Extracted records

· · · · · · ·

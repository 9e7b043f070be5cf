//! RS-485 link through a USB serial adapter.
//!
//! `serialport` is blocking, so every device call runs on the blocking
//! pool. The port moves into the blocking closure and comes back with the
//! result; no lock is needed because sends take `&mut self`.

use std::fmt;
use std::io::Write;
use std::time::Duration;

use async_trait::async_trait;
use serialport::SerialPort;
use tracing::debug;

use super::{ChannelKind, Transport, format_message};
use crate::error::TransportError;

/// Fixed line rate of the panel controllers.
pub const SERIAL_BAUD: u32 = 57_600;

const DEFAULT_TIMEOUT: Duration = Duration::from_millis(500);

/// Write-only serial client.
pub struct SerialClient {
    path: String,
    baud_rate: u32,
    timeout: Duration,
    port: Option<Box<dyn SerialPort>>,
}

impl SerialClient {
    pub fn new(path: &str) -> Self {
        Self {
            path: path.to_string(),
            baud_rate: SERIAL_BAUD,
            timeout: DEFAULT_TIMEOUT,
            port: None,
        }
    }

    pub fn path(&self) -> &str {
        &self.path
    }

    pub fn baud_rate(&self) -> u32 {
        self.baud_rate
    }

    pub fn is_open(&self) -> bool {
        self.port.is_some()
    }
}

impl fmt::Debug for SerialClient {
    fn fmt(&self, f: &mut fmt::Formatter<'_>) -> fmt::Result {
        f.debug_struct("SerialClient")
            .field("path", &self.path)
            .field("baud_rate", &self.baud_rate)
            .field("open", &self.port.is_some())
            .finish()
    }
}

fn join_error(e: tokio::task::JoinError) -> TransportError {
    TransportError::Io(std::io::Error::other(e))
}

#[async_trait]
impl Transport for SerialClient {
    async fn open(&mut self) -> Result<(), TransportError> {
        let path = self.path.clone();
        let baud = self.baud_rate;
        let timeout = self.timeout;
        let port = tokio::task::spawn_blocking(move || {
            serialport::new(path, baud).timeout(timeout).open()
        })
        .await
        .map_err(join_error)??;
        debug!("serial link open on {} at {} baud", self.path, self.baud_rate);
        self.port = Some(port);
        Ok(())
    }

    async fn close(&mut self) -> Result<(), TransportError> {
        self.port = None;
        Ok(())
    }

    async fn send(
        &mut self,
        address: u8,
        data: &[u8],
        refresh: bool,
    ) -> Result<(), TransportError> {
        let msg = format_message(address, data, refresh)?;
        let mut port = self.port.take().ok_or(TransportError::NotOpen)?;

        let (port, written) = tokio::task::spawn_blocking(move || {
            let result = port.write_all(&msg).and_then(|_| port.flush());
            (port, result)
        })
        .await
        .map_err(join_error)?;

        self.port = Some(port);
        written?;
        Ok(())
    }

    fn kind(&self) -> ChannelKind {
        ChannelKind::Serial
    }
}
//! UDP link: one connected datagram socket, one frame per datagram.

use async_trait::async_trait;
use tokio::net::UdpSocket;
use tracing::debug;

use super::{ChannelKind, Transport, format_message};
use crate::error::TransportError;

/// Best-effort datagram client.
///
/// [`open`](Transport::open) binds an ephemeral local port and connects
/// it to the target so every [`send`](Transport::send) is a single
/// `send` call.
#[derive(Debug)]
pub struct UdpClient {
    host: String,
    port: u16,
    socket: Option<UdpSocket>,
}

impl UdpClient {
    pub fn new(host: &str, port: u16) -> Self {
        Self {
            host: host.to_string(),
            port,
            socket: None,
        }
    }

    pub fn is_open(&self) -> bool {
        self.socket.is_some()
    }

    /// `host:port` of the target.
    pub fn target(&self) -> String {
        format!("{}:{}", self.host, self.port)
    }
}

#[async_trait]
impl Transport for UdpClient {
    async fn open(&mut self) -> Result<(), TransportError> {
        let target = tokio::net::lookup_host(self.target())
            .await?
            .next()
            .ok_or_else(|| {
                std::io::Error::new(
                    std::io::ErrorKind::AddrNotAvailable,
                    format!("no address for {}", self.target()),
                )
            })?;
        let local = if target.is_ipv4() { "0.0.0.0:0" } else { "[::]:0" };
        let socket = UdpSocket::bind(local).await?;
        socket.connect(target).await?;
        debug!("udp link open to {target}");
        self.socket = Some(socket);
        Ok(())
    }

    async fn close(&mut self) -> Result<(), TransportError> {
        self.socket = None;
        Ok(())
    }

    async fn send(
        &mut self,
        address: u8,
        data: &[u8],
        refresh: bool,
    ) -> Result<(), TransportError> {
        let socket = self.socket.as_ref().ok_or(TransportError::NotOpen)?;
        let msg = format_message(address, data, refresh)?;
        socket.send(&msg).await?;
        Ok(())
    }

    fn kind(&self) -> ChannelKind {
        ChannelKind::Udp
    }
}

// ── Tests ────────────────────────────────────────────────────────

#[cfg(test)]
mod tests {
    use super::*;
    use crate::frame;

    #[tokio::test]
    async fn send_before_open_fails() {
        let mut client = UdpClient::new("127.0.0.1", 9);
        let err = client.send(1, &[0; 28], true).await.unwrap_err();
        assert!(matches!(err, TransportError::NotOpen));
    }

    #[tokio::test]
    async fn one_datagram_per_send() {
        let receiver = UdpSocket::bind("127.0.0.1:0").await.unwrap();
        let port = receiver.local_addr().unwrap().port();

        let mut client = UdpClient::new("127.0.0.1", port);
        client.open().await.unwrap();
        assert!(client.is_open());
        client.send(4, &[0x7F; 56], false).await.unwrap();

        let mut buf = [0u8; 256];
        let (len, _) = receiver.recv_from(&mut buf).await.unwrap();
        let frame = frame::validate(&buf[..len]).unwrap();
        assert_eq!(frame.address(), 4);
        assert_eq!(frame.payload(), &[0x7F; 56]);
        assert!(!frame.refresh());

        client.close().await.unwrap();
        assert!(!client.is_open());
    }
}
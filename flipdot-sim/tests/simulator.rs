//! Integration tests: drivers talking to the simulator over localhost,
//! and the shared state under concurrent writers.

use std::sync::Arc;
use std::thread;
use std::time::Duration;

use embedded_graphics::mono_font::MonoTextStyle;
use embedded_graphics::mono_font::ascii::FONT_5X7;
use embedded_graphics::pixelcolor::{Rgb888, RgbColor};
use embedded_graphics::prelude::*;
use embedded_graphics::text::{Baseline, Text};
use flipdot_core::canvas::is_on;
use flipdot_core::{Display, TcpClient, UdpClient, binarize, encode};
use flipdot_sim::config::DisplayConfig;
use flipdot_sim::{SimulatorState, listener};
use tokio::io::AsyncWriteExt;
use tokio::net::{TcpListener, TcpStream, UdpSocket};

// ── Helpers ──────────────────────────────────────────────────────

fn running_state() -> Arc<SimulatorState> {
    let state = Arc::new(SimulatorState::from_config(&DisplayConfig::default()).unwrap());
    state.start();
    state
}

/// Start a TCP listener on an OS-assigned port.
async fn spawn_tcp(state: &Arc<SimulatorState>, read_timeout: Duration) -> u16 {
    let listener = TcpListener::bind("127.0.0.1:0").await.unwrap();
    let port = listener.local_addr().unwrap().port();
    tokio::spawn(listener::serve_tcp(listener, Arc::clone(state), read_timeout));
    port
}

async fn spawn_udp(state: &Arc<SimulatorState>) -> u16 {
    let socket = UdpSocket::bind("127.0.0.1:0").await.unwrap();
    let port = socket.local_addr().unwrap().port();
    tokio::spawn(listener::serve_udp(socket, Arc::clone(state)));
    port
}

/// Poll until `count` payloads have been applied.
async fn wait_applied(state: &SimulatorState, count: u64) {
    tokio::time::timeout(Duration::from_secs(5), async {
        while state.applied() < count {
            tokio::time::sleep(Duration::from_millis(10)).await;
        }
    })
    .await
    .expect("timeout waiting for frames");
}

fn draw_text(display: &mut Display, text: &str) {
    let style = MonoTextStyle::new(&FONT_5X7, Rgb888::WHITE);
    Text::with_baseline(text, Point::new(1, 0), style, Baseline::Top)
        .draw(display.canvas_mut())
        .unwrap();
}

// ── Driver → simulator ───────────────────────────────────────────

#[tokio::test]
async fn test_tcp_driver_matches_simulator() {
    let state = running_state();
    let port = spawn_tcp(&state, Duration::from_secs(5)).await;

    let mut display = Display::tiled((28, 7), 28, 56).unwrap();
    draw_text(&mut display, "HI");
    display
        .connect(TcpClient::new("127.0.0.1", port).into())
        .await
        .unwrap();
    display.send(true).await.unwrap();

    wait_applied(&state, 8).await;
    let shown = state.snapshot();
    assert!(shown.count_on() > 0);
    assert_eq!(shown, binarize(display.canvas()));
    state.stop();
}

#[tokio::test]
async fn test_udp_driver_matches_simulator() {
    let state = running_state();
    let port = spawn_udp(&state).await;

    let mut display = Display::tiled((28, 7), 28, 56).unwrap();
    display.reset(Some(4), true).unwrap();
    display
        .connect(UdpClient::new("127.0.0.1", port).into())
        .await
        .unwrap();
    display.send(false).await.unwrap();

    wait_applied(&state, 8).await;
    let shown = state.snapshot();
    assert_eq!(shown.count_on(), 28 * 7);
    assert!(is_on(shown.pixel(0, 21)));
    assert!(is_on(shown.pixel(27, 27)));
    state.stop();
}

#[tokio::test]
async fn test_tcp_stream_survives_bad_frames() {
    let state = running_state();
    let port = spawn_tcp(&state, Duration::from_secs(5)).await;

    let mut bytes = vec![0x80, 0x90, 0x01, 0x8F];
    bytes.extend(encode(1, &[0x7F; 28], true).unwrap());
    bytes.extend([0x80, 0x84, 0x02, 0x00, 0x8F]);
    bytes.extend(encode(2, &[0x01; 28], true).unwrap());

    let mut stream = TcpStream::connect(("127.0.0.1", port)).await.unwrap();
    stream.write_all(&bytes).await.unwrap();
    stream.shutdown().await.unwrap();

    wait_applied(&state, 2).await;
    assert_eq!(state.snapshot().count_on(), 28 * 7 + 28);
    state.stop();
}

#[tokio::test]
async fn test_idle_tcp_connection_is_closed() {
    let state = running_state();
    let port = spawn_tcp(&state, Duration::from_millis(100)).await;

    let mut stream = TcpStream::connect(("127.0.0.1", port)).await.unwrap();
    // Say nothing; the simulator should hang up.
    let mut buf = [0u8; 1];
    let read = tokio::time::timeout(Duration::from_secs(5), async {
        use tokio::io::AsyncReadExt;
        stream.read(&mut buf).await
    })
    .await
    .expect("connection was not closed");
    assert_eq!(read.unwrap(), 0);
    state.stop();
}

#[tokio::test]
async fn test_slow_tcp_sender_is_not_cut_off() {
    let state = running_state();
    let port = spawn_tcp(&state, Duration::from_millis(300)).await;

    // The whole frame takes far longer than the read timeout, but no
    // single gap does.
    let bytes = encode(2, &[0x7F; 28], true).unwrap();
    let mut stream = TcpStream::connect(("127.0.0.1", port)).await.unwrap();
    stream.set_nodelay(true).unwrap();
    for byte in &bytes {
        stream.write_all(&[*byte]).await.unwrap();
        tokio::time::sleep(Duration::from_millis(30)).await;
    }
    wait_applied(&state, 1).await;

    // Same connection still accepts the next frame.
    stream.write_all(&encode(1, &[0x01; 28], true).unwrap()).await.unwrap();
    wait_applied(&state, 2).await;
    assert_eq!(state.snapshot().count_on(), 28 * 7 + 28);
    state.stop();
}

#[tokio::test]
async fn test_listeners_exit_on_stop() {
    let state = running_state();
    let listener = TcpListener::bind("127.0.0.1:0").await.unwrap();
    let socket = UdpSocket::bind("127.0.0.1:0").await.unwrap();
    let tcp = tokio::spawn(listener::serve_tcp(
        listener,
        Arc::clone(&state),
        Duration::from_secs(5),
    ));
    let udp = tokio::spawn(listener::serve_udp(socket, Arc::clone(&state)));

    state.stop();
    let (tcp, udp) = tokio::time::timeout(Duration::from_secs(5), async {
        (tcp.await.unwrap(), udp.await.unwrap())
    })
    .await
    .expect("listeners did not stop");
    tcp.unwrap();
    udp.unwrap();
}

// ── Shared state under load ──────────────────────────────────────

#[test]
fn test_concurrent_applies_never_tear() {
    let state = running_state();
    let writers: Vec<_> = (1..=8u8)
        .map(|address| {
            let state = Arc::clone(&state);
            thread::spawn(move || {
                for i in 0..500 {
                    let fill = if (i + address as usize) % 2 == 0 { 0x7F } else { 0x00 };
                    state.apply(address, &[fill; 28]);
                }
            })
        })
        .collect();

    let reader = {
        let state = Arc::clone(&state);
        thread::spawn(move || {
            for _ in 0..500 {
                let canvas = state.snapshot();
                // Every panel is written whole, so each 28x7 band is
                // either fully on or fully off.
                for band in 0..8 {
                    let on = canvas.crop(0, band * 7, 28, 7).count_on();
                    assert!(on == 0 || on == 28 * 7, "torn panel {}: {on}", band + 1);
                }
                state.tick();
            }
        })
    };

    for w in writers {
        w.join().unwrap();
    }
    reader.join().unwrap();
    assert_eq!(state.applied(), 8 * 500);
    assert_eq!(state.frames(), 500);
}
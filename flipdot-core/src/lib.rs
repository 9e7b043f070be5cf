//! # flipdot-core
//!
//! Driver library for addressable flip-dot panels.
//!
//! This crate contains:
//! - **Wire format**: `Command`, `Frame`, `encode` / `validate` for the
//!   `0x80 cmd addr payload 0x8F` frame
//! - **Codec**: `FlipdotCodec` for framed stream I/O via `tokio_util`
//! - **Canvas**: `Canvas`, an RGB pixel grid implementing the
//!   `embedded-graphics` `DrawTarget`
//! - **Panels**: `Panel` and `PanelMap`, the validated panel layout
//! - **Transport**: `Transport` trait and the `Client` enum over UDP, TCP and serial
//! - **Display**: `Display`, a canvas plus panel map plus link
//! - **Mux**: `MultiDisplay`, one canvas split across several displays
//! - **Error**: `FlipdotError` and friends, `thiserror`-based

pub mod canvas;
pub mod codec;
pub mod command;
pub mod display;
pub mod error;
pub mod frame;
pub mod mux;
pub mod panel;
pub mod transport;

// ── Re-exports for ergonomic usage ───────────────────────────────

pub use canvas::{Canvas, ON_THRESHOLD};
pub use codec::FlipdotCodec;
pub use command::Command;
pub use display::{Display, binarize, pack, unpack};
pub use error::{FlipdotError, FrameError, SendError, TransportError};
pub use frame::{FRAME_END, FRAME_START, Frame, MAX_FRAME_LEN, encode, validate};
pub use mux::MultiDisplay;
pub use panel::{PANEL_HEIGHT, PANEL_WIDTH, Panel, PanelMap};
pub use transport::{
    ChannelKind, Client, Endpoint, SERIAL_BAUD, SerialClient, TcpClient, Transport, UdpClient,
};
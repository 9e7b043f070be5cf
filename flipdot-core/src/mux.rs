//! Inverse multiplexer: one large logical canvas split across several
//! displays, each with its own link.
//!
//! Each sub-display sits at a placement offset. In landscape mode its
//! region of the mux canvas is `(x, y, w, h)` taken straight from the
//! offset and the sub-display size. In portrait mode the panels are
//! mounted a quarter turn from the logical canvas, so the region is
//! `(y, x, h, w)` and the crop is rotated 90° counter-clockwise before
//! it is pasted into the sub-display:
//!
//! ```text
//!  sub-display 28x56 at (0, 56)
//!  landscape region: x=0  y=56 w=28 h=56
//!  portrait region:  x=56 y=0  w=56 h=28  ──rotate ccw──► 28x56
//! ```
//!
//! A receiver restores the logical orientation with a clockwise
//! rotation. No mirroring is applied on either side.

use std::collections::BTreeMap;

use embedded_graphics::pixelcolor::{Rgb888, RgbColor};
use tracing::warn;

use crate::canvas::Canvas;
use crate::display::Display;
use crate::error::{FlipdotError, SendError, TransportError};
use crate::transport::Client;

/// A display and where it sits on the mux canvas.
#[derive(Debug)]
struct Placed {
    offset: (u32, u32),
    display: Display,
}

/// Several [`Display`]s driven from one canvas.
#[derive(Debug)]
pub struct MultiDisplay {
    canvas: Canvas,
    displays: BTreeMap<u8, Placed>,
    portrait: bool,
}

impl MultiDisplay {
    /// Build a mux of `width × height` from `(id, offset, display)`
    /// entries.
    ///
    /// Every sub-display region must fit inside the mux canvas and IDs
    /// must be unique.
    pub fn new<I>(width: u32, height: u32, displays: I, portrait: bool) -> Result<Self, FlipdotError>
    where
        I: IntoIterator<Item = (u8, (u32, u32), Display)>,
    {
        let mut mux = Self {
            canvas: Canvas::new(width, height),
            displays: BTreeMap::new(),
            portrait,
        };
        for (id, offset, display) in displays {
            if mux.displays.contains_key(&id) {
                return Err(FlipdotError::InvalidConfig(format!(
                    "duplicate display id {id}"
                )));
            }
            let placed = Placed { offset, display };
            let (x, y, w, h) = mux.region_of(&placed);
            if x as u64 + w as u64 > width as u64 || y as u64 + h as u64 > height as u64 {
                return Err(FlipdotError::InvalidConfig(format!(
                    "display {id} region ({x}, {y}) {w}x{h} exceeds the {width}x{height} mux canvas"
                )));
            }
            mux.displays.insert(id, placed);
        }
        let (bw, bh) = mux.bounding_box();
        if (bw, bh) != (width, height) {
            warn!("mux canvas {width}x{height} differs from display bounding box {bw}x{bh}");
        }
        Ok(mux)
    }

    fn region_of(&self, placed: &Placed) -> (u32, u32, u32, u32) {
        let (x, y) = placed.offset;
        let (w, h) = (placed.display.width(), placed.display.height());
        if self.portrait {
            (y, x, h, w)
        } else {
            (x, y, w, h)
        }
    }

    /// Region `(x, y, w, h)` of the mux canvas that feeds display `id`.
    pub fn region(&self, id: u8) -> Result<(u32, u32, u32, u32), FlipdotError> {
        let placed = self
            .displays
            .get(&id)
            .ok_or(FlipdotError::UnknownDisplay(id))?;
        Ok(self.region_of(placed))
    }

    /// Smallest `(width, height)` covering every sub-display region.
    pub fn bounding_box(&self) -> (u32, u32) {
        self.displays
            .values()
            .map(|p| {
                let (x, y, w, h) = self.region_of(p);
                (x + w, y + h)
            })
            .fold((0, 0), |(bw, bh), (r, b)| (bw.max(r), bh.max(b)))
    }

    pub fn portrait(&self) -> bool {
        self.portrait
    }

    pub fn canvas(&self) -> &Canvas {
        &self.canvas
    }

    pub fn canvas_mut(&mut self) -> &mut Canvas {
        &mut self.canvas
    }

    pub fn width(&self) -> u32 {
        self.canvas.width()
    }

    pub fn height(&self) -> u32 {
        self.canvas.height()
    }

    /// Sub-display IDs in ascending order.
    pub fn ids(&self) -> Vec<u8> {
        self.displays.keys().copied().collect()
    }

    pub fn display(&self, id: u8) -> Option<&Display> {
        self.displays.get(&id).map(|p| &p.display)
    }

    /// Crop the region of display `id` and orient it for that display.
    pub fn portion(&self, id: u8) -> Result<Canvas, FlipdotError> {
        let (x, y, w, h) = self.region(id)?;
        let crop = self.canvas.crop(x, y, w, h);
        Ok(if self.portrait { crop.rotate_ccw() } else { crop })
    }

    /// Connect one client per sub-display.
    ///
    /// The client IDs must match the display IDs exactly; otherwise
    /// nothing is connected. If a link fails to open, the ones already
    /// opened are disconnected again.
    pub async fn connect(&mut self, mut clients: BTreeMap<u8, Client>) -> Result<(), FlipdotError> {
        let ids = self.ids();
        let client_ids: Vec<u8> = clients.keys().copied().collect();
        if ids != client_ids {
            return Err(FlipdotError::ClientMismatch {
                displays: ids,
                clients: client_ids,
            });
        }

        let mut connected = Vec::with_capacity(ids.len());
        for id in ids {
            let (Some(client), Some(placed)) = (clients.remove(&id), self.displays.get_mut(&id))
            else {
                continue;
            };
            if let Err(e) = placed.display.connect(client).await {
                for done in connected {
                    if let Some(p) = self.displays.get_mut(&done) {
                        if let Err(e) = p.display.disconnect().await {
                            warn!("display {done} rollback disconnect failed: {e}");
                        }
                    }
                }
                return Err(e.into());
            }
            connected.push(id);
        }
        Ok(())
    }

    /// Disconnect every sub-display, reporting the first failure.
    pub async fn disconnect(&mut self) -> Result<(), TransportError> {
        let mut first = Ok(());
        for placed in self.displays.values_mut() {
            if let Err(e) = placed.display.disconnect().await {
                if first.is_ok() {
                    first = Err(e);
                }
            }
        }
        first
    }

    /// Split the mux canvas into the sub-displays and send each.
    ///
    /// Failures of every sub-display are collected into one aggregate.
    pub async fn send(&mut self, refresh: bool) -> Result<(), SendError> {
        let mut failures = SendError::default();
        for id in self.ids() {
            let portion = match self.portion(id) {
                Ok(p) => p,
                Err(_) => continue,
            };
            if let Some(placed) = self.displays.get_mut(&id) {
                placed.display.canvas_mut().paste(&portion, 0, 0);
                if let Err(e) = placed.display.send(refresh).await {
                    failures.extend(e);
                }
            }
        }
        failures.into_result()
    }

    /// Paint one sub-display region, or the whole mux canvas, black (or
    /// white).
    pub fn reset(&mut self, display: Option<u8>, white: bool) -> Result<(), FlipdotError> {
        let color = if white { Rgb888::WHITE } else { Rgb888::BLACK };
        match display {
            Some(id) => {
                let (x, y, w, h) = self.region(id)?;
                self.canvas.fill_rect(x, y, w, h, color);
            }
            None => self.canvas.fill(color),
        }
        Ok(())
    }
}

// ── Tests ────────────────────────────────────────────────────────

· · · · · · ·

Instructions for the task
Of all the lines above, count the ones that include the string "DisplayConfig" and give the number alone.

Solution to this task
2